Sexual violence in the context of criminal law is now considered too disturbing to study for students attending the nation’s most prestigious law school.

According to Jeannie Suk, a professor at Harvard Law School, the accentuation of rape culture has forced her and other law professors to tread carefully while discussing rape law with students.

In a recent column for The New Yorker, Suk explained the decision many law professors now face to eliminate the subject of rape from their curriculum due to the hypersensitivity of individual students.

“Imagine a medical student who is training to be a surgeon but who fears that he’ll become distressed if he sees or handles blood. What should his instructors do?” wrote Suk, adding that “Students seem more anxious about classroom discussion, and about approaching the law of sexual violence in particular, than they have ever been in my eight years as a law professor.”

According to Suk, the consequence of omitting rape law from law school curriculum is the absence of instruction on laws concerning consent, the various classifications of sexual violence, and the extraction of information in cases of rape or sexual assault.

Suk says the study of rape law is especially critical now since attempts to reform laws regarding sexual assault on college campuses have become a topic of national debate.

“Now more than ever, it is critical that law students develop the ability to engage productively and analytically in conversations about sexual assault,” wrote Suk. “Instead, though, many students and teachers appear to be absorbing a cultural signal that real and challenging discussion of sexual misconduct is too risky to undertake—and that the risk is of a traumatic injury analogous to sexual assault itself.”

Student requests for “trigger” warnings have begun to spread from undergraduate classrooms to law schools, according to Suk.

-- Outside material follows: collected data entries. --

//! Domain events
//!
//! Serializable so they can be published as JSON over NATS.

use rust_decimal::Decimal;
use serde::Serialize;
use uuid::Uuid;

use crate::domain::aggregates::stock::MovementType;
use crate::domain::value_objects::VariantKey;

#[derive(Clone, Debug, Serialize)]
#[serde(tag = "event", rename_all = "snake_case")]
pub enum DomainEvent {
    Stock(StockEvent),
    Coupon(CouponEvent),
    Order(OrderEvent),
    Checkout(CheckoutEvent),
}

impl DomainEvent {
    /// NATS subject for this event.
    pub fn subject(&self) -> &'static str {
        match self {
            Self::Stock(StockEvent::MovementApplied { .. }) => "commerce.stock.movement",
            Self::Stock(StockEvent::LowStock { .. }) => "commerce.stock.low",
            Self::Stock(StockEvent::OutOfStock { .. }) => "commerce.stock.out",
            Self::Coupon(_) => "commerce.coupons.redeemed",
            Self::Order(OrderEvent::Paid { .. }) => "commerce.orders.paid",
            Self::Order(OrderEvent::Shipped { .. }) => "commerce.orders.shipped",
            Self::Order(OrderEvent::Delivered { .. }) => "commerce.orders.delivered",
            Self::Order(OrderEvent::Refunded { .. }) => "commerce.orders.refunded",
            Self::Checkout(_) => "commerce.checkout.compensated",
        }
    }
}

#[derive(Clone, Debug, Serialize)]
#[serde(rename_all = "snake_case")]
pub enum StockEvent {
    MovementApplied { variant_key: VariantKey, movement_type: MovementType, quantity: i64, new_stock: i64 },
    LowStock { variant_key: VariantKey, current_stock: i64, threshold: i64 },
    OutOfStock { variant_key: VariantKey },
}

#[derive(Clone, Debug, Serialize)]
#[serde(rename_all = "snake_case")]
pub enum CouponEvent {
    Redeemed { code: String, payment_reference: String },
}

#[derive(Clone, Debug, Serialize)]
#[serde(rename_all = "snake_case")]
pub enum OrderEvent {
    Paid { order_id: Uuid, total: Decimal },
    Shipped { order_id: Uuid },
    Delivered { order_id: Uuid },
    Refunded { order_id: Uuid },
}

/// Raised when a charged checkout could not be fulfilled and its partial
/// effects were reversed. Operator-facing: the customer paid, no order exists.
#[derive(Clone, Debug, Serialize)]
#[serde(rename_all = "snake_case")]
pub enum CheckoutEvent {
    Compensated { payment_reference: String, reason: String },
}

She says “student organizations representing women’s interests now routinely advise students that they should not feel pressured to attend or participate in class sessions that focus on the law of sexual violence. … [T]hese organizations also ask criminal-law teachers to warn their classes that the rape-law unit might ‘trigger’ traumatic memories.”

>>> Should Colleges Warn Students That Courses May Include Upsetting Material?

In response to Suk’s column, Susan Kruth, a lawyer with the Foundation for Individual Rights in Education, wrote that it “defies reason to exempt discussions of rape, perhaps the second-most serious crime, from what is intended to be a meaningful survey of the law.”

“Is the point of law school to make future lawyers feel comfortable, or is it to enable them to be zealous advocates for their clients, who may include victims of rape and other crimes?” asked Kruth.